And 3.6, repeating the steps 3.2-3.5 until convergence, namely the loss J (theta) does not rise or fall any more.
And 4, extracting an API sequence from the code which is edited by the developer, and then generating a prediction subsequence set.
Step 4.1, extracting an API sequence from the code being edited by the developer, and recording the sequence as P ═ P1,P2,…,Pi,…,PLTherein ofPiDenotes the ith API, P in the API sequence PLThe lth API in the API sequence P is represented, that is, the number of APIs included in the API sequence P is L. The rule for extracting the API sequence is the same as in step 1.2.
Step 4.2, with the L-th API as a reference position, selecting all subsequences with the length less than or equal to a threshold value gamma forwards, namely selecting the subsequences as Subi={PL-i,…,PLIn which 1 is<i<And gamma. The set of these subsequences is the set of predicted subsequences VSub={Sub1,Sub2,…,Subγ}。
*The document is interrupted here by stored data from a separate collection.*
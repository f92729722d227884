//! Print mortgage payments for six frequencies and export their schedules
//!
//! Inputs come from flags, an optional JSON config, or interactive prompts
//! for anything still missing.

use anyhow::{Context, Result};
use clap::Parser;
use mortgage_schedule::export::{export_run, RunSummary};
use mortgage_schedule::{AmortizationEngine, PaymentFrequency, RunConfig};
use std::io::{self, BufRead, Write};
use std::path::PathBuf;
use std::str::FromStr;
use std::time::Instant;

#[derive(Parser, Debug)]
#[command(name = "loan_schedule")]
#[command(about = "Canadian mortgage payments and amortization schedules", long_about = None)]
struct Cli {
    /// Mortgage principal amount
    #[arg(short, long)]
    principal: Option<f64>,

    /// Quoted annual interest rate in percent (semi-annual compounding)
    #[arg(short, long, allow_negative_numbers = true)]
    rate: Option<f64>,

    /// Amortization period in years
    #[arg(short, long)]
    years: Option<u32>,

    /// Mortgage term in years
    #[arg(short, long)]
    term_years: Option<u32>,

    /// JSON run configuration; flags override its values
    #[arg(short, long, value_name = "FILE")]
    config: Option<PathBuf>,

    /// Directory for schedule sheets, balance series and summary [default: output]
    #[arg(short, long)]
    output_dir: Option<PathBuf>,

    /// Print payments only, skip writing files
    #[arg(long)]
    no_export: bool,

    /// Print the full schedule for one frequency (e.g. "Rapid Bi-weekly")
    #[arg(short, long)]
    frequency: Option<String>,
}

/// Read a value from stdin, asking again until it parses
fn prompt<T: FromStr>(message: &str) -> Result<T> {
    let stdin = io::stdin();
    loop {
        print!("{}", message);
        io::stdout().flush()?;

        let mut line = String::new();
        if stdin.lock().read_line(&mut line)? == 0 {
            anyhow::bail!("input closed before a value was entered");
        }
        match line.trim().parse() {
            Ok(value) => return Ok(value),
            Err(_) => println!("Could not read '{}', please try again.", line.trim()),
        }
    }
}

fn main() -> Result<()> {
    env_logger::init();
    let cli = Cli::parse();
    let start = Instant::now();

    let base = match &cli.config {
        Some(path) => RunConfig::from_json_file(path)
            .with_context(|| format!("loading config {}", path.display()))?,
        None => RunConfig::default(),
    };
    let mut config = base
        .merge(RunConfig {
            principal: cli.principal,
            quoted_rate: cli.rate,
            amortization_years: cli.years,
            term_years: cli.term_years,
            export: !cli.no_export,
            ..Default::default()
        })
        .with_output_dir(cli.output_dir);

    if config.principal.is_none() {
        config.principal = Some(prompt("Enter the mortgage principal amount: ")?);
    }
    if config.quoted_rate.is_none() {
        config.quoted_rate = Some(prompt("Enter the quoted interest rate (percent): ")?);
    }
    if config.amortization_years.is_none() {
        config.amortization_years = Some(prompt("Enter the amortization period (years): ")?);
    }
    if config.term_years.is_none() {
        config.term_years = Some(prompt("Enter the mortgage term (years): ")?);
    }

    let principal = config.principal().context("invalid principal")?;
    let terms = config.loan_terms().context("invalid loan terms")?;
    let term_years = config.term_years().context("invalid term")?;
    let engine = AmortizationEngine::new(terms);

    for (frequency, payment) in engine.payments(principal).iter() {
        println!("{} Payment: ${:.2}", frequency, payment);
    }

    if let Some(name) = &cli.frequency {
        let frequency: PaymentFrequency = name.parse()?;
        let schedule = engine.schedule(principal, frequency);
        println!("\n{} schedule ({} periods)", frequency, schedule.len());
        println!(
            "{:>6} {:>16} {:>12} {:>12} {:>16}",
            "Period", "Starting", "Interest", "Payment", "Ending"
        );
        for row in schedule.rows() {
            println!(
                "{:>6} {:>16.2} {:>12.2} {:>12.2} {:>16.2}",
                row.period, row.starting_balance, row.interest, row.payment, row.ending_balance
            );
        }
    }

    if config.export {
        let schedules = engine.all_schedules(principal);
        let summary = RunSummary::build(&engine, principal, term_years, &schedules);
        let files = export_run(&config.output_dir, &schedules, &summary)
            .with_context(|| format!("exporting to {}", config.output_dir.display()))?;

        println!("\nSchedules written:");
        for sheet in &files.sheets {
            println!("  {}", sheet.display());
        }
        println!("Balance series written to {}", files.balance_series.display());
        println!("Summary written to {}", files.summary.display());
        if let Some(term) = term_years {
            println!("\nBalance remaining after {} year term:", term);
            for f in &summary.frequencies {
                println!("  {:<16} ${:.2}", f.frequency.label(), f.balance_at_term.unwrap_or(0.0));
            }
        }
    }

    log::info!("Finished in {:?}", start.elapsed());
    Ok(())
}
In this embodiment, it is assumed that the user is editing the code:
Figure BDA0001377040230000172
Figure BDA0001377040230000181
the API sequence extracted from the code is File, scanner, new, scanner, hasNextLine, scanner, NextLine, the statement that needs to predict API is 'noteSc?', the threshold value gamma is set to be 3, then the prediction subsequence Sub-sequence Sub can be obtained1={Scanner.NextLine},Sub2={Scanner.hasNextLine,Scanner.NextLine},Sub3-scanner. The set of these subsequences is the set of predicted subsequences VSub={Sub1,Sub2,Sub3}。
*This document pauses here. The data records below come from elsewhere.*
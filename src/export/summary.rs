//! JSON summary of a run: inputs, payments and per-schedule totals

use super::BalanceChart;
use crate::amortization::{AmortizationEngine, PaymentSchedule};
use crate::error::Result;
use crate::loan::{LoanTerms, PaymentFrequency};
use chrono::{DateTime, Utc};
use serde::Serialize;
use std::fs::File;
use std::io::BufWriter;
use std::path::Path;

/// Payment and schedule outcome for one frequency
#[derive(Debug, Clone, PartialEq, Serialize)]
pub struct FrequencySummary {
    pub frequency: PaymentFrequency,
    pub payment: f64,
    pub periods: usize,
    pub total_interest: f64,
    pub total_paid: f64,
    /// Balance owed at renewal when a term was given
    pub balance_at_term: Option<f64>,
}

#[derive(Debug, Clone, Serialize)]
pub struct RunSummary {
    pub generated_at: DateTime<Utc>,
    pub principal: f64,
    pub terms: LoanTerms,
    pub effective_annual_rate: f64,
    pub term_years: Option<u32>,
    pub frequencies: Vec<FrequencySummary>,
    pub chart: BalanceChart,
}

impl RunSummary {
    /// Summarize schedules built by `engine` for `principal`
    pub fn build(
        engine: &AmortizationEngine,
        principal: f64,
        term_years: Option<u32>,
        schedules: &[PaymentSchedule],
    ) -> Self {
        let payments = engine.payments(principal);
        let frequencies = schedules
            .iter()
            .map(|schedule| {
                let totals = schedule.totals();
                FrequencySummary {
                    frequency: schedule.frequency(),
                    payment: payments.get(schedule.frequency()),
                    periods: totals.periods,
                    total_interest: totals.total_interest,
                    total_paid: totals.total_paid,
                    balance_at_term: term_years.map(|t| schedule.balance_after_years(t)),
                }
            })
            .collect();

        Self {
            generated_at: Utc::now(),
            principal,
            terms: *engine.terms(),
            effective_annual_rate: engine.effective_annual_rate(),
            term_years,
            frequencies,
            chart: BalanceChart::default(),
        }
    }

    pub fn write_json(&self, path: &Path) -> Result<()> {
        let writer = BufWriter::new(File::create(path)?);
        serde_json::to_writer_pretty(writer, self)?;
        Ok(())
    }
}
Step 5, the prediction subsequence set V generated in the step 4 is collectedSubThe sequence in (3) is sequentially input into the API recommendation model trained in step (3), and an | V is outputSubA probability matrix of | rows and n columns, where | VSubI is a subsequence set VSubN is the number of the API contained in the API dictionary generated in step one, and the ith row and jth column of the probability matrix indicate that the current API sequence is the predicted Sub-sequence SubiWhen the next API is the conditional probability Pr (w) of the jth API in the API dictionaryj|Subi). Predicted probability matrix T to be generatedpredictionAnd taking the maximum value of each column to obtain a one-dimensional probability matrix t, wherein the column with the maximum value in the one-dimensional probability matrix is the mth column, and the mth API in the API dictionary is preferentially recommended.
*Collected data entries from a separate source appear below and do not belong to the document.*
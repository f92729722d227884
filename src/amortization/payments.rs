//! Payment amounts for all six frequencies

use crate::loan::PaymentFrequency;
use serde::Serialize;

/// Periodic payment for each frequency, unrounded
#[derive(Debug, Clone, Copy, PartialEq, Serialize)]
pub struct PaymentOptions {
    pub monthly: f64,
    pub semi_monthly: f64,
    pub bi_weekly: f64,
    pub weekly: f64,
    pub rapid_bi_weekly: f64,
    pub rapid_weekly: f64,
}

impl PaymentOptions {
    /// Payment for a single frequency
    pub fn get(&self, frequency: PaymentFrequency) -> f64 {
        match frequency {
            PaymentFrequency::Monthly => self.monthly,
            PaymentFrequency::SemiMonthly => self.semi_monthly,
            PaymentFrequency::BiWeekly => self.bi_weekly,
            PaymentFrequency::Weekly => self.weekly,
            PaymentFrequency::RapidBiWeekly => self.rapid_bi_weekly,
            PaymentFrequency::RapidWeekly => self.rapid_weekly,
        }
    }

    /// (frequency, payment) pairs in canonical order
    pub fn iter(&self) -> impl Iterator<Item = (PaymentFrequency, f64)> + '_ {
        PaymentFrequency::ALL.into_iter().map(move |f| (f, self.get(f)))
    }

    /// Payments as a tuple in canonical order
    pub fn as_tuple(&self) -> (f64, f64, f64, f64, f64, f64) {
        (
            self.monthly,
            self.semi_monthly,
            self.bi_weekly,
            self.weekly,
            self.rapid_bi_weekly,
            self.rapid_weekly,
        )
    }
}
In this embodiment, taking the set of predicted Sub-sequences obtained in step 4 as an example, a prediction probability matrix with 3 rows and 15 columns is established, and the predicted Sub-sequences Sub1={Scanner.NextLine},Sub2={Scanner.hasNextLine,Scanner.NextLine},Sub3Inputting { scanner.new, scanner.hasnextline, scanner.nextline } into the trained model in turn, storing the output into a prediction probability matrix, assuming that the obtained prediction probability matrix is
Figure BDA0001377040230000182
Predicted probability matrix T to be generatedpredictionTaking the maximum value of each column to obtain a one-dimensional probability matrix t ═ 0.6,0.3,0.5,0.2,0.3,0.2,0.3,0.4,0.3,0.5,0.2,0.3,0.4,0.3,0.8]Since the 15 th column value of the one-dimensional probability matrix is the largest, the 15 th API in the API dictionary is preferentially recommended.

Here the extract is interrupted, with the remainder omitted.